- [Exercise] Provide the entries once more, identical in every word.

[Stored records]
********************
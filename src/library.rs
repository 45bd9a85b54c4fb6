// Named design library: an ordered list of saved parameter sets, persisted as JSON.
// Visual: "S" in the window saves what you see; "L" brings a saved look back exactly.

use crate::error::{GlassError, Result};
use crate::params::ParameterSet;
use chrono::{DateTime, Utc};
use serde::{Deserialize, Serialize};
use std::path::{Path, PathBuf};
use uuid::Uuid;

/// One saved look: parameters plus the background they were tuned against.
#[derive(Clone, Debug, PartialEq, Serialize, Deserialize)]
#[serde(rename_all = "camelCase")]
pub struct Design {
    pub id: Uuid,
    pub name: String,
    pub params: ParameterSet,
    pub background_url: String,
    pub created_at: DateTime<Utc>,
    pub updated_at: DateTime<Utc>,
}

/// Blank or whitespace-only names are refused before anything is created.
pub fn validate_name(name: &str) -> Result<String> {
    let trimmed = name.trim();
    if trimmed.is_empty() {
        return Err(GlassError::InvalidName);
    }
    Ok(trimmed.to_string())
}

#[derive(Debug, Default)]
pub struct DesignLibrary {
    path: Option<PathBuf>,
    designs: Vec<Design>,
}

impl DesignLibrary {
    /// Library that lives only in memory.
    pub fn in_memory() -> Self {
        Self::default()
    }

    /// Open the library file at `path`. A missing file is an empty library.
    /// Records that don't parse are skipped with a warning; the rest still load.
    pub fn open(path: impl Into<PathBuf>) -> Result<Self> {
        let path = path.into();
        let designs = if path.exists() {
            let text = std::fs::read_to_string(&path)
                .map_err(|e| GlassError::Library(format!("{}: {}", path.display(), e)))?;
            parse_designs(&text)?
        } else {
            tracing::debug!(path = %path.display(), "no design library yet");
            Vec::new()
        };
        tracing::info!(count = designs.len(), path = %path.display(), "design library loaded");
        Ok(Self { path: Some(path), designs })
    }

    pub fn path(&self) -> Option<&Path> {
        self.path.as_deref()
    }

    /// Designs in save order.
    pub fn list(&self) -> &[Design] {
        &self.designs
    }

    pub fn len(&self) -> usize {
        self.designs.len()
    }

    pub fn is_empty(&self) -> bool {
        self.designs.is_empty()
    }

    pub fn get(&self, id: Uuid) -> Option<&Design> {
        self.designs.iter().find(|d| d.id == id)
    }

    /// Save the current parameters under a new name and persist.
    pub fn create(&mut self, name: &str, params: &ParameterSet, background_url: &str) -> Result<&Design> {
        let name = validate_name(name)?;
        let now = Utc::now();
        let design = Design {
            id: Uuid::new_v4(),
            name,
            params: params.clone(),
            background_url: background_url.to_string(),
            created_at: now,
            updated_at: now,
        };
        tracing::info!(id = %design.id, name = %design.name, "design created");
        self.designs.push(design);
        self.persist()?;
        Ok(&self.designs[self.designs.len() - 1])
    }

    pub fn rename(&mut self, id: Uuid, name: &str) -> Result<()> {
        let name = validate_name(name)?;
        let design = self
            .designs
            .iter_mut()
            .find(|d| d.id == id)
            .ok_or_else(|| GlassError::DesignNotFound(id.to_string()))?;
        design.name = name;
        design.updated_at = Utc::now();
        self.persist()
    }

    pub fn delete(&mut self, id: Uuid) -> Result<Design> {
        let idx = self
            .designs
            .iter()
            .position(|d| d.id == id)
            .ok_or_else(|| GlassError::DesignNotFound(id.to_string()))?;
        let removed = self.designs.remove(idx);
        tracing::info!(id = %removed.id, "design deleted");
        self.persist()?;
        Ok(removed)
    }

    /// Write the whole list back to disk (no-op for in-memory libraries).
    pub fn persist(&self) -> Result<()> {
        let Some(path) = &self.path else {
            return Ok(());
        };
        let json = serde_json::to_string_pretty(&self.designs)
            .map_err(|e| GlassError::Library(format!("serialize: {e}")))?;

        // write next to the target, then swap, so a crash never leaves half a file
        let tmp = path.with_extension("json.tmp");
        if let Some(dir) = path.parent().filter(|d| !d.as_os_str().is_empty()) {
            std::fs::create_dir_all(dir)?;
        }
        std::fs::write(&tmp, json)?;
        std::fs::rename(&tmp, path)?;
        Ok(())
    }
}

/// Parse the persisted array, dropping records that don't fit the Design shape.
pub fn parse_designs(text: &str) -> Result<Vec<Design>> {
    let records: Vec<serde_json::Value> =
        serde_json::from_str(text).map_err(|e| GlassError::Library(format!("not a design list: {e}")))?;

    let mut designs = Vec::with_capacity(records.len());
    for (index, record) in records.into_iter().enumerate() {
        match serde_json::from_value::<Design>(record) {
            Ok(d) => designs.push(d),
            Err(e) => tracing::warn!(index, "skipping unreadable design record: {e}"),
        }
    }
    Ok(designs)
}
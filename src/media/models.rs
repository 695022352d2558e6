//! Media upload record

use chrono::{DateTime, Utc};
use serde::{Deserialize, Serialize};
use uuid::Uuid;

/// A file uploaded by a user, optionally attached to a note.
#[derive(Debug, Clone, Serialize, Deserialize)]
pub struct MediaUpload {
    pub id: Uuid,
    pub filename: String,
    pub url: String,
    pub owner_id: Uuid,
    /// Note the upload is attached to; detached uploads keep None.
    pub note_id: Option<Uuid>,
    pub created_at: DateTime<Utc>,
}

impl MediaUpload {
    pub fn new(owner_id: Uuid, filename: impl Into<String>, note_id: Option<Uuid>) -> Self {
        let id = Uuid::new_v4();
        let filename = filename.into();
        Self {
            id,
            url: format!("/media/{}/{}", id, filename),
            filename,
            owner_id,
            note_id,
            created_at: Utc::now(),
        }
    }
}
********************
- [Written answer]
filename src/library.rs
repository 45bd9a85b54c4fb6
// Named design library: an ordered list of saved parameter sets, persisted as JSON.
// Visual: "S" in the window saves what you see; "L" brings a saved look back exactly.

use crate::error::{GlassError, Result};
use crate::params::ParameterSet;
use chrono::{DateTime, Utc};
use serde::{Deserialize, Serialize};
use std::path::{Path, PathBuf};
use uuid::Uuid;

/// One saved look: parameters plus the background they were tuned against.
#[derive(Clone, Debug, PartialEq, Serialize, Deserialize)]
#[serde(rename_all = "camelCase")]
pub struct Design {
    pub id: Uuid,
    pub name: String,
    pub params: ParameterSet,
    pub background_url: String,
    pub created_at: DateTime<Utc>,
    pub updated_at: DateTime<Utc>,
}

/// Blank or whitespace-only names are refused before anything is created.
pub fn validate_name(name: &str) -> Result<String> {
    let trimmed = name.trim();
    if trimmed.is_empty() {
        return Err(GlassError::InvalidName);
    }
    Ok(trimmed.to_string())
}

#[derive(Debug, Default)]
pub struct DesignLibrary {
    path: Option<PathBuf>,
    designs: Vec<Design>,
}

impl DesignLibrary {
    /// Library that lives only in memory.
    pub fn in_memory() -> Self {
        Self::default()
    }

    /// Open the library file at `path`. A missing file is an empty library.
    /// Records that don't parse are skipped with a warning; the rest still load.
    pub fn open(path: impl Into<PathBuf>) -> Result<Self> {
        let path = path.into();
        let designs = if path.exists() {
            let text = std::fs::read_to_string(&path)
                .map_err(|e| GlassError::Library(format!("{}: {}", path.display(), e)))?;
            parse_designs(&text)?
        } else {
            tracing::debug!(path = %path.display(), "no design library yet");
            Vec::new()
        };
        tracing::info!(count = designs.len(), path = %path.display(), "design library loaded");
        Ok(Self { path: Some(path), designs })
    }

    pub fn path(&self) -> Option<&Path> {
        self.path.as_deref()
    }

    /// Designs in save order.
    pub fn list(&self) -> &[Design] {
        &self.designs
    }

    pub fn len(&self) -> usize {
        self.designs.len()
    }

    pub fn is_empty(&self) -> bool {
        self.designs.is_empty()
    }

    pub fn get(&self, id: Uuid) -> Option<&Design> {
        self.designs.iter().find(|d| d.id == id)
    }

    /// Save the current parameters under a new name and persist.
    pub fn create(&mut self, name: &str, params: &ParameterSet, background_url: &str) -> Result<&Design> {
        let name = validate_name(name)?;
        let now = Utc::now();
        let design = Design {
            id: Uuid::new_v4(),
            name,
            params: params.clone(),
            background_url: background_url.to_string(),
            created_at: now,
            updated_at: now,
        };
        tracing::info!(id = %design.id, name = %design.name, "design created");
        self.designs.push(design);
        self.persist()?;
        Ok(&self.designs[self.designs.len() - 1])
    }

    pub fn rename(&mut self, id: Uuid, name: &str) -> Result<()> {
        let name = validate_name(name)?;
        let design = self
            .designs
            .iter_mut()
            .find(|d| d.id == id)
            .ok_or_else(|| GlassError::DesignNotFound(id.to_string()))?;
        design.name = name;
        design.updated_at = Utc::now();
        self.persist()
    }

    pub fn delete(&mut self, id: Uuid) -> Result<Design> {
        let idx = self
            .designs
            .iter()
            .position(|d| d.id == id)
            .ok_or_else(|| GlassError::DesignNotFound(id.to_string()))?;
        let removed = self.designs.remove(idx);
        tracing::info!(id = %removed.id, "design deleted");
        self.persist()?;
        Ok(removed)
    }

    /// Write the whole list back to disk (no-op for in-memory libraries).
    pub fn persist(&self) -> Result<()> {
        let Some(path) = &self.path else {
            return Ok(());
        };
        let json = serde_json::to_string_pretty(&self.designs)
            .map_err(|e| GlassError::Library(format!("serialize: {e}")))?;

        // write next to the target, then swap, so a crash never leaves half a file
        let tmp = path.with_extension("json.tmp");
        if let Some(dir) = path.parent().filter(|d| !d.as_os_str().is_empty()) {
            std::fs::create_dir_all(dir)?;
        }
        std::fs::write(&tmp, json)?;
        std::fs::rename(&tmp, path)?;
        Ok(())
    }
}

/// Parse the persisted array, dropping records that don't fit the Design shape.
pub fn parse_designs(text: &str) -> Result<Vec<Design>> {
    let records: Vec<serde_json::Value> =
        serde_json::from_str(text).map_err(|e| GlassError::Library(format!("not a design list: {e}")))?;

    let mut designs = Vec::with_capacity(records.len());
    for (index, record) in records.into_iter().enumerate() {
        match serde_json::from_value::<Design>(record) {
            Ok(d) => designs.push(d),
            Err(e) => tracing::warn!(index, "skipping unreadable design record: {e}"),
        }
    }
    Ok(designs)
}
filename src/media/models.rs
repository 695022352d2558e6
//! Media upload record

use chrono::{DateTime, Utc};
use serde::{Deserialize, Serialize};
use uuid::Uuid;

/// A file uploaded by a user, optionally attached to a note.
#[derive(Debug, Clone, Serialize, Deserialize)]
pub struct MediaUpload {
    pub id: Uuid,
    pub filename: String,
    pub url: String,
    pub owner_id: Uuid,
    /// Note the upload is attached to; detached uploads keep None.
    pub note_id: Option<Uuid>,
    pub created_at: DateTime<Utc>,
}

impl MediaUpload {
    pub fn new(owner_id: Uuid, filename: impl Into<String>, note_id: Option<Uuid>) -> Self {
        let id = Uuid::new_v4();
        let filename = filename.into();
        Self {
            id,
            url: format!("/media/{}/{}", id, filename),
            filename,
            owner_id,
            note_id,
            created_at: Utc::now(),
        }
    }
}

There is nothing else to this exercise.